Methods: CTC using a 64-slice, multi-row CT scanner was performed in 4 healthy adult hounds. Two contrast dose groups were established, with 2 dogs receiving 0.5mLlkg of iodipamide meglumine (Choloqrafin”) intravenously and 2 dogs receiving 1mLlkg. Each dog was scanned every 5-15 minutes for 60 minutes. Multiplanar and three-dimensional reconstructions were performed, and the hepatobiliary anatomy of each dog was evaluated. Visibility scores were assigned for the gallbladder, cystic duct, common bile duct, and 1st, 2nd, and 3rd order intrahepatic ducts using a 1 to 4 scale (1 =structure not seen, 2=structure faintly seen, 3=structure seen but not in its entirety, and 4=entire structure seen) for each time scanned. Maximum duct diameter, time to maximum duct diameter, and mean duct diameter were measured using the transverse plane images for the cystic duct, common bile duct, and viewable intrahepatic ducts. The presence or absence of contrast in the lumen of the duodenum was also reported.
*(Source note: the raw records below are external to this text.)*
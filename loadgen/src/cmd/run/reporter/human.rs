use loadgen_lib::{RunSnapshot, RunStatus, RunSummary};

use super::{Progress, Reporter};

#[derive(Debug, Default)]
pub struct HumanReporter {
    last: RunSnapshot,
}

impl HumanReporter {
    pub fn new() -> Self {
        Self::default()
    }

    fn progress_line(&mut self, status: &RunStatus) -> String {
        let snapshot = &status.snapshot;
        let progress = Progress::between(&self.last, snapshot);
        self.last = *snapshot;

        format!(
            "t={:.1}s state={:?} target={} workers={} in_flight={} ips={:.1} ok={} fail={} dropped={} total_ok={} total_fail={} total_dropped={}",
            snapshot.elapsed.as_secs_f64(),
            status.state,
            snapshot.target,
            snapshot.workers,
            snapshot.in_flight,
            progress.rate(),
            progress.completed - progress.errors,
            progress.errors,
            progress.dropped,
            snapshot.successes,
            snapshot.errors(),
            snapshot.dropped_iterations,
        )
    }

    fn summary_line(summary: &RunSummary) -> String {
        let snapshot = &summary.snapshot;
        format!(
            "done t={:.1}s cancelled={} dispatched={} ok={} check_fail={} transport_fail={} panics={} dropped={} shortfall_events={} pool_exhausted={} late_ticks={}",
            snapshot.elapsed.as_secs_f64(),
            summary.cancelled,
            snapshot.dispatched,
            snapshot.successes,
            snapshot.check_failures,
            snapshot.transport_errors,
            snapshot.panics,
            snapshot.dropped_iterations,
            snapshot.shortfall_events,
            snapshot.pool_exhausted_events,
            snapshot.late_ticks,
        )
    }
}

impl Reporter for HumanReporter {
    fn on_tick(&mut self, status: &RunStatus) {
        println!("{}", self.progress_line(status));
    }

    fn finish(&mut self, summary: &RunSummary) {
        println!("{}", Self::summary_line(summary));
    }
}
Results: High quality images of the hepatobiliary system were obtained in all dogs. Image quality produced by the 2 contrast doses was subjectively equal. Structures visible with contrast enhancement included the gallbladder, cystic duct, common bile duct, and 1st, 2nd, and 3rd order intrahepatic ducts. Each structure had the highest visibility score at 60 minutes post contrast administration. Maximum duct diameter was achieved at 60 minutes for all of the ducts in each dog. Mean duct diameters at maximum distention for each structure were: cystic duct 3.6mm, proximal aspect of common bile duct 4.0mm, distal aspect of common bile duct 3.6mm, 15 order intrahepatic duct 2.2mm, and 2nd order intrahepatic duct 1.3mm. Third order intrahepatic ducts were too small to measure. Contrast was present in the lumen of the duodenum of only one dog at 60 minutes post contrast administration. No adverse effects were noted with contrast administration and CTC in any dog.

Discussion/Conclusion: Multi-slice CTC is feasible in normal dogs and produces high quality images of the hepatobiliary system. This technique should be evaluated further in dogs with hepatobiliary disease.